E però mi pare giusto capire perché non c’è dramma, non c’è conflitto in questa raccolta di Giorgio. Tutto è compiuto. Come da destino, parrebbe. Tutto – e se lo diceva «Democrito che il mondo a caso pone»! – scorre, è in movimento: «siamo l’accampamento che cammina» ( pag. 59). Il movimento degli umani (indefiniti, quanto lontani da noi che qui parliamo!) è presente in New York, Italia (pag. 58) e Nomadi (pag. 59). Giorgio scrive quasi una profezia nel nome di questi ignoti: «Arriveremo dove/una tempesta vuole» (pag. 59)? Ma quale il dove? E per quale scopo? La tempesta che egli evoca è poi fenomeno di natura e non di storia. E troppo somiglia alla bufera montaliana. Sia l’io poetico che il noi politico accettano – saggiamente? – di scorrere con il Tutto, mentre la vita, il mondo, sono e resteranno «una fiaba perplessa/ tra finzione e realtà» (pag. 41)? Chi tale movimento o moto perpetuo riconosce si distingue da chi staziona nell’Immobile e nell’ Immutabile, ma il fine o la forma (Fortini: il comunismo è «la formalizzazione della vita») sono aboliti? Riconoscerlo sarebbe segno di saggezza? Che si aveva? Che si è persa con la modernità? O tra le pieghe degenerate del postmoderno o dell’ipermoderno? E che da vecchi (occidentali) dovremmo riafferrare per la coda (come vogliono fare i conservatori in Gran Bretagna)? Con quali costi? E a vantaggio di chi?

10.

E questa donna «di picche» (pag. 42) che promette l’arrivo della «buona carta»? Solo al giocatore audace? E queste donne – anch’esse «nel tempo» o forse fuoriuscite dalla storia delle schiere femministe del «Tremate, tremate, le streghe son tornate» – che così sacralmente presiedono alla nascita e alla morte dei «viventi» (pag. 44), lasciandosi alle spalle l’età di mezzo dei furori erotici? E la «Torre» – altra metafora enigmatica (per me) – da cui «difformi e ingannatori/ risuonano gli idiomi» (pag. 44)? Sarà ancora o non è più simbolo di antiche nobiltà, di forza e di costanza?

11.

Giorgio, dove siamo? Siamo, mi pare, nel tempo mitico dov’è sempre possibile incontrare divinità: «Se mi apparisse lungo il litorale/con un sorriso/ la seguirei ovunque volesse andare» (pag. 67)? O in quello altrettanto mitico del «giudizio universale»? O ad una svolta-non svolta, come quella dell’anno Mille («uno dei tanti»)?
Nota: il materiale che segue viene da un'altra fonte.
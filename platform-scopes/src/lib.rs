//! # Platform Scopes
//!
//! This crate provides the scope algebra behind authorization decisions on
//! the Relay platform, shared across Verity, NoteMan, and ShipCheck.
//!
//! ## Overview
//!
//! A **scope** is a printable-ASCII permission token such as
//! `queue:create-task`. A scope ending in `*` is a **wildcard** covering every
//! scope that starts with the text before the `*`:
//!
//! ```text
//! queue:*       covers  queue:create-task, queue:, queue:*
//! *             covers  everything
//! queue:*:get   covers  only itself (inner stars are literal)
//! ```
//!
//! The platform-scopes crate handles:
//! - **Validation**: scope syntax, collections, and DNF expressions
//! - **Satisfaction**: does a held collection meet a requirement?
//! - **Ordering**: a canonical order that keeps wildcards next to what they cover
//! - **Union**: minimal canonical union of scope collections
//! - **Intersection**: scopes covered by both of two collections
//! - **Roles**: effective scopes of roles built from inherited sources
//!
//! ## Usage
//!
//! ```rust
//! use platform_scopes::{scope_intersection, scope_satisfies, scope_union};
//!
//! // Requirements are in disjunctive normal form: an OR of ANDs.
//! let held = ["queue:*", "auth:credentials"];
//! let required = [vec!["queue:create-task", "auth:credentials"]];
//! assert!(scope_satisfies(&held, &required).unwrap());
//!
//! // Union drops redundant scopes.
//! let union = scope_union(&["queue:create-task"], &["queue:*"]).unwrap();
//! assert_eq!(union, vec!["queue:*"]);
//!
//! // Intersection keeps what both sides cover.
//! let granted = scope_intersection(&["bar:*"], &["foo:x", "bar:x"]).unwrap();
//! assert_eq!(granted, vec!["bar:x"]);
//! ```
//!
//! ## Typed API
//!
//! [`Scope`], [`ScopeSet`], and [`ScopeExpression`] validate on construction
//! and deserialization, so code holding them no longer needs to handle
//! validation errors.
//!
//! ## Errors
//!
//! Every free function validates its input eagerly and returns
//! [`ValidationError`] before doing any other work.

pub mod config;
pub mod error;
pub mod expression;
pub mod ordering;
pub mod roles;
pub mod satisfaction;
pub mod scope;
pub mod scope_set;
pub mod sets;
pub mod validate;

// Re-export main types for convenience
pub use config::ScopeConfig;
pub use error::{ConfigError, RoleError, ScopeResult, ValidationError};
pub use expression::ScopeExpression;
pub use ordering::compare_scopes;
pub use roles::{RoleDefinition, RoleScopes};
pub use satisfaction::scope_satisfies;
pub use scope::{covers, Scope};
pub use scope_set::ScopeSet;
pub use sets::{merge_normalized, normalize, scope_intersection, scope_union};
pub use validate::{is_valid_scope, validate_expression, validate_scopes};
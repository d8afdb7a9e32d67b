//! Role scope configuration.
//!
//! Role definitions are loaded from JSON, either directly or from
//! environment variables, and turned into a [`RoleScopes`] registry.
//!
//! ```json
//! {
//!   "default_scopes": ["profile:read"],
//!   "roles": {
//!     "viewer": { "scopes": ["queue:get-task"] },
//!     "admin": { "scopes": ["queue:*"], "inherits": ["viewer"] }
//!   }
//! }
//! ```

use serde::{Deserialize, Serialize};
use std::collections::BTreeMap;
use std::env::VarError;

use crate::error::ConfigError;
use crate::roles::{RoleDefinition, RoleScopes};
use crate::scope_set::ScopeSet;
use crate::validate::validate_scopes;

/// Environment variable holding role definitions as JSON.
pub const ROLES_ENV: &str = "PLATFORM_SCOPE_ROLES";

/// Environment variable holding comma-separated default scopes.
pub const DEFAULT_SCOPES_ENV: &str = "PLATFORM_DEFAULT_SCOPES";

/// Scope configuration for role resolution.
#[derive(Debug, Clone, Default, Serialize, Deserialize, PartialEq, Eq)]
#[serde(default)]
pub struct ScopeConfig {
    /// Role definitions by role name.
    pub roles: BTreeMap<String, RoleDefinition>,

    /// Scopes granted to every role.
    pub default_scopes: Vec<String>,
}

impl ScopeConfig {
    /// Parse configuration from a JSON document.
    pub fn from_json(json: &str) -> Result<Self, ConfigError> {
        Ok(serde_json::from_str(json)?)
    }

    /// Load configuration from environment variables.
    ///
    /// Environment variables:
    /// - `PLATFORM_SCOPE_ROLES`: JSON object of role definitions (default: none)
    /// - `PLATFORM_DEFAULT_SCOPES`: comma-separated scopes granted to every
    ///   role, taken verbatim (no trimming, empty entries are the empty scope)
    pub fn from_env() -> Result<Self, ConfigError> {
        Self::from_vars(|key| std::env::var(key))
    }

    fn from_vars<F>(var: F) -> Result<Self, ConfigError>
    where
        F: Fn(&str) -> Result<String, VarError>,
    {
        let roles = match read_var(&var, ROLES_ENV)? {
            Some(json) => serde_json::from_str(&json)?,
            None => BTreeMap::new(),
        };
        let default_scopes = read_var(&var, DEFAULT_SCOPES_ENV)?
            .map(|s| parse_scope_list(&s))
            .unwrap_or_default();

        Ok(Self {
            roles,
            default_scopes,
        })
    }

    /// Check every scope and every inherited role reference.
    pub fn validate(&self) -> Result<(), ConfigError> {
        validate_scopes(&self.default_scopes).map_err(|source| ConfigError::InvalidScope {
            key: "default_scopes".to_string(),
            source,
        })?;
        for (name, role) in &self.roles {
            validate_scopes(&role.scopes).map_err(|source| ConfigError::InvalidScope {
                key: format!("roles.{}.scopes", name),
                source,
            })?;
            if let Some(parent) = role.inherits.iter().find(|p| !self.roles.contains_key(*p)) {
                return Err(ConfigError::InvalidValue {
                    key: format!("roles.{}.inherits", name),
                    message: format!("unknown role {:?}", parent),
                });
            }
        }
        Ok(())
    }

    /// Build a role registry, resolving every role once to reject
    /// inheritance cycles up front.
    pub fn into_role_scopes(self) -> Result<RoleScopes, ConfigError> {
        self.validate()?;

        let default_scopes =
            ScopeSet::from_scopes(&self.default_scopes).map_err(|source| ConfigError::InvalidScope {
                key: "default_scopes".to_string(),
                source,
            })?;
        let mut registry = RoleScopes::new().with_default_scopes(default_scopes);
        for (name, role) in self.roles {
            registry.define(name, role)?;
        }

        registry.resolve_all()?;
        Ok(registry)
    }
}

fn read_var<F>(var: &F, key: &str) -> Result<Option<String>, ConfigError>
where
    F: Fn(&str) -> Result<String, VarError>,
{
    match var(key) {
        Ok(value) => Ok(Some(value)),
        Err(VarError::NotPresent) => Ok(None),
        Err(VarError::NotUnicode(_)) => Err(ConfigError::InvalidValue {
            key: key.to_string(),
            message: "value is not valid unicode".to_string(),
        }),
    }
}

fn parse_scope_list(value: &str) -> Vec<String> {
    value.split(',').map(str::to_string).collect()
}
//! One-shot completion signals for in-flight bundling cycles.
//!
//! Every rerun cycle owns one [`ProcessingBarrier`]; every dependency
//! discovered during that cycle carries a [`ProcessingHandle`] to it. The
//! barrier is fulfilled exactly once, after the committed metadata snapshot
//! has been swapped in (or on the error path, so waiters never wedge).

use tokio::sync::watch;

/// One producer, many consumers, fulfilled once.
#[derive(Debug)]
pub struct ProcessingBarrier {
    tx: watch::Sender<bool>,
}

impl ProcessingBarrier {
    /// Create a new unresolved barrier.
    pub fn new() -> Self {
        let (tx, _rx) = watch::channel(false);
        Self { tx }
    }

    /// Get a handle that resolves when this barrier does.
    pub fn handle(&self) -> ProcessingHandle {
        ProcessingHandle {
            rx: self.tx.subscribe(),
        }
    }

    /// Fulfil the barrier. Idempotent.
    pub fn resolve(&self) {
        self.tx.send_replace(true);
    }

    /// Whether the barrier has been fulfilled.
    pub fn is_resolved(&self) -> bool {
        *self.tx.borrow()
    }
}

impl Default for ProcessingBarrier {
    fn default() -> Self {
        Self::new()
    }
}

/// A waiter on a [`ProcessingBarrier`].
///
/// Cloning is cheap; every clone observes the same single fulfilment.
/// A handle whose barrier was dropped unfulfilled resolves immediately;
/// waiters must re-query the metadata snapshot either way.
#[derive(Debug, Clone)]
pub struct ProcessingHandle {
    rx: watch::Receiver<bool>,
}

impl ProcessingHandle {
    /// Wait until the owning barrier is fulfilled.
    pub async fn wait(mut self) {
        // A closed channel means the barrier was dropped; unwedge.
        let _ = self.rx.wait_for(|resolved| *resolved).await;
    }

    /// Whether the owning barrier has already been fulfilled.
    pub fn is_resolved(&self) -> bool {
        *self.rx.borrow()
    }
}

#[cfg(test)]
mod tests {
    use super::*;
    use std::time::Duration;

    #[tokio::test]
    async fn test_resolve_wakes_all_handles() {
        let barrier = ProcessingBarrier::new();
        let a = barrier.handle();
        let b = a.clone();

        assert!(!a.is_resolved());

        let wait_a = tokio::spawn(a.wait());
        let wait_b = tokio::spawn(b.wait());

        barrier.resolve();
        assert!(barrier.is_resolved());

        tokio::time::timeout(Duration::from_secs(1), async {
            wait_a.await.unwrap();
            wait_b.await.unwrap();
        })
        .await
        .expect("handles did not resolve");
    }

    #[tokio::test]
    async fn test_handle_after_resolve_is_immediate() {
        let barrier = ProcessingBarrier::new();
        barrier.resolve();

        let handle = barrier.handle();
        assert!(handle.is_resolved());
        tokio::time::timeout(Duration::from_secs(1), handle.wait())
            .await
            .expect("already-resolved handle should not block");
    }

    #[tokio::test]
    async fn test_dropped_barrier_unwedges_waiters() {
        let barrier = ProcessingBarrier::new();
        let handle = barrier.handle();
        drop(barrier);

        tokio::time::timeout(Duration::from_secs(1), handle.wait())
            .await
            .expect("dropped barrier must not wedge waiters");
    }

    #[tokio::test]
    async fn test_resolve_is_idempotent() {
        let barrier = ProcessingBarrier::new();
        barrier.resolve();
        barrier.resolve();
        assert!(barrier.is_resolved());
    }
}
//! Idle tracking: hold the first optimization run until the server has
//! crawled the user codebase.
//!
//! The server registers a completion signal for every top-level transform
//! it starts. Registrations form a LIFO stack, so the newest request is
//! waited on first; the heuristic follows the active navigation path.
//! When the stack drains before the first run was triggered, the tracker
//! triggers it.

use super::DepsOptimizer;
use std::path::Path;
use std::sync::Arc;
use std::time::Duration;
use tokio::sync::oneshot;
use tokio::time::sleep;

/// Grace period after the last in-flight transform before the system
/// counts as idle. Also the fallback delay for [`DepsOptimizer::ensure_first_run`].
const RUN_IF_IDLE_AFTER: Duration = Duration::from_millis(100);

pub(crate) struct RegisteredId {
    pub id: String,
    pub done: oneshot::Receiver<()>,
}

impl DepsOptimizer {
    /// Delay the first optimization run until `done` resolves.
    ///
    /// Ids that refer to already-optimized files, ids seen before, and
    /// ids owned by a parallel bundling pipeline are ignored.
    pub fn delay_until(self: &Arc<Self>, id: &str, done: oneshot::Receiver<()>) {
        let spawn_worker = {
            let mut state = self.state.lock();
            if state.closed
                || self.is_optimized_dep_file(Path::new(id))
                || state.workers_sources.contains(id)
            {
                return;
            }
            if !state.seen_ids.insert(id.to_string()) {
                return;
            }
            state.registered_ids.push(RegisteredId {
                id: id.to_string(),
                done,
            });
            if state.idle_worker_active {
                false
            } else {
                state.idle_worker_active = true;
                true
            }
        };

        if spawn_worker {
            let this = Arc::clone(self);
            tokio::spawn(async move {
                this.process_registered_ids().await;
            });
        }
    }

    /// Mark `id` as driven by a parallel bundling pipeline: it must not
    /// block the optimizer. Removes it from the idle stack and skips an
    /// in-flight wait on it.
    pub fn register_workers_source(self: &Arc<Self>, id: &str) {
        let skip = {
            let mut state = self.state.lock();
            state.workers_sources.insert(id.to_string());
            state.registered_ids.retain(|registered| registered.id != id);
            state.waiting_on.as_deref() == Some(id)
        };
        if skip {
            self.skip_waiting.notify_one();
        }
    }

    /// Drop all pending idle registrations.
    pub fn reset_registered_ids(&self) {
        self.state.lock().registered_ids.clear();
    }

    /// Fallback trigger for projects whose entry point is itself a
    /// dependency: if no registrations arrive within a short idle
    /// window, run unconditionally.
    pub fn ensure_first_run(self: &Arc<Self>) {
        let schedule = {
            let mut state = self.state.lock();
            if state.first_run_ensured {
                false
            } else {
                state.first_run_ensured = true;
                !state.first_run_called && state.registered_ids.is_empty()
            }
        };
        if !schedule {
            return;
        }

        let this = Arc::clone(self);
        tokio::spawn(async move {
            sleep(RUN_IF_IDLE_AFTER).await;
            let trigger = {
                let state = this.state.lock();
                !state.closed
                    && !state.first_run_called
                    && state.registered_ids.is_empty()
                    && state.waiting_on.is_none()
            };
            if trigger {
                this.run();
            }
        });
    }

    async fn process_registered_ids(self: Arc<Self>) {
        loop {
            let next = {
                let mut state = self.state.lock();
                if state.closed {
                    state.idle_worker_active = false;
                    state.waiting_on = None;
                    return;
                }
                match state.registered_ids.pop() {
                    Some(next) => {
                        state.waiting_on = Some(next.id.clone());
                        next
                    }
                    None => {
                        state.waiting_on = None;
                        state.idle_worker_active = false;
                        let trigger = !state.first_run_called;
                        drop(state);
                        if trigger {
                            self.run();
                        }
                        return;
                    }
                }
            };

            // Completion or failure both count; a workers-source
            // registration cancels the wait.
            tokio::select! {
                _ = next.done => {}
                _ = self.skip_waiting.notified() => {}
            }

            let more = {
                let mut state = self.state.lock();
                state.waiting_on = None;
                !state.registered_ids.is_empty()
            };
            if !more {
                sleep(RUN_IF_IDLE_AFTER).await;
            }
        }
    }
}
Siamo noi – così a me è subito sembrato – l’immagine allegorica – suggestiva e tragica – dell’«istrice imbalsamata/ che mai ferì qualcuno da lontano/ e fu da qualche eroe colpita a morte» (pag. 45)?v È nel regno della Poesia che l’istrice può posarsi? Com’è terribile pensare alla crudeltà del naturale vivere («Un attimo ed il verme è già vorace/ del tenero germoglio», pag. 60) cui la storia tante volte s’è adeguata.

12.

Ho notato che manca la folla tra le immagini di questa raccolta. E nei paesaggi evocati, non c’è mai una metropoli.vi Ci sono i cimiteri («Il cimitero di Praga», pag. 47). C’è soprattutto l’io e spesso un alter ego (o altro io) sublimato ma destinato a tragica fine: il più «ardito nuotatore» che si muove così vigorosamente e con coraggio nella vita ma – ecco anche lui è disarmato! – muore per «una febbre da nulla» (pag. 48).

13.

Infine uno spruzzo vitale di sensualità d’infanzia: « e lui pressato come una sardina/ a una ragazza morbida, sospesa/ tra l’innocenza e la malizia in fiore»(65). Che, a riprova ulteriore del carattere conciso di questa poesia, è per me un romanzo racchiuso in un verso. E questo vale anche per un componimento come Verso Giosafat ( pag. 66). E altrettanto per l’ultima sezione Cinque atti unici (pagg. 69-75)




Note

i G. Mannacio: «Il deserto del primo testo esprime la mia idea che le migrazioni sono umane e che i continenti si confonderanno inevitabilmente, Uno può rifiutare tale prospettiva ed altri (quorum ego) sapere che è giusto che sia così. Questa è anche la chiusa di Bertucce a Gibilterra (pag. 40). Oggi Ceuta è al di là dal mare ma domani saremo in essa inglobati».

ii Nel novembre 2007, a proposito di un’altra raccolta di Giorgio, Visita agli antenati , avevo scritto: «il nucleo della poesia di Mannacio è una riflessione filosofica tenace e ansiosa sullo scorrere del tempo e l’angoscia che questo procura. Tende all’essenziale. ]E l’essenziale viene ottenuto per sottrazione, riducendo all’elementare le esistenze, la natura circostante, mettendo tra parentesi il gran caos della storia, gli agonismi della vita».

iii G. Mannacio: «Ho cercato – da sempre – di perseguire una ricerca di identità e di usare un linguaggio variamente allusivo che dia luogo a interpretazioni diverse a seconda dell’orecchio del lettore. E’ un discorso di “ polisemia “ del linguaggio, da te correttamente evidenziata».

iv G. Mannacio: «A pag. 46 è contenuta l’ affermazione di un caso di guerra giusta che si ha – a mio giudizio – allorquando il male diventa assoluto. Non è la Guerra del Golfo ma la guerra contro il pericolo del nazismo. I tuoi dubbi sull’identificazione dell’evento erano giustificati)».

v G. Mannacio: «Il sottotitolo [«…e tra qualche settimana/ piscerem nel lago Tana.». Da una canzone dei legionari italiani in Africa, 1936»] e l’africanità dell’istrice uccisa senza perché mi sembravano (sottolineo : MI SEMBRAVANO ) una chiara condanna della guerra fascista per le colonie».

vi G. Mannacio: «Tutte le mie omissioni da te giustamente rilevate – compresa quella sulla metropoli – sono per così dire volute. Un pensiero precede o segue i testi (quasi tutti ) e vanno dunque lette come una deliberata presa di posizione».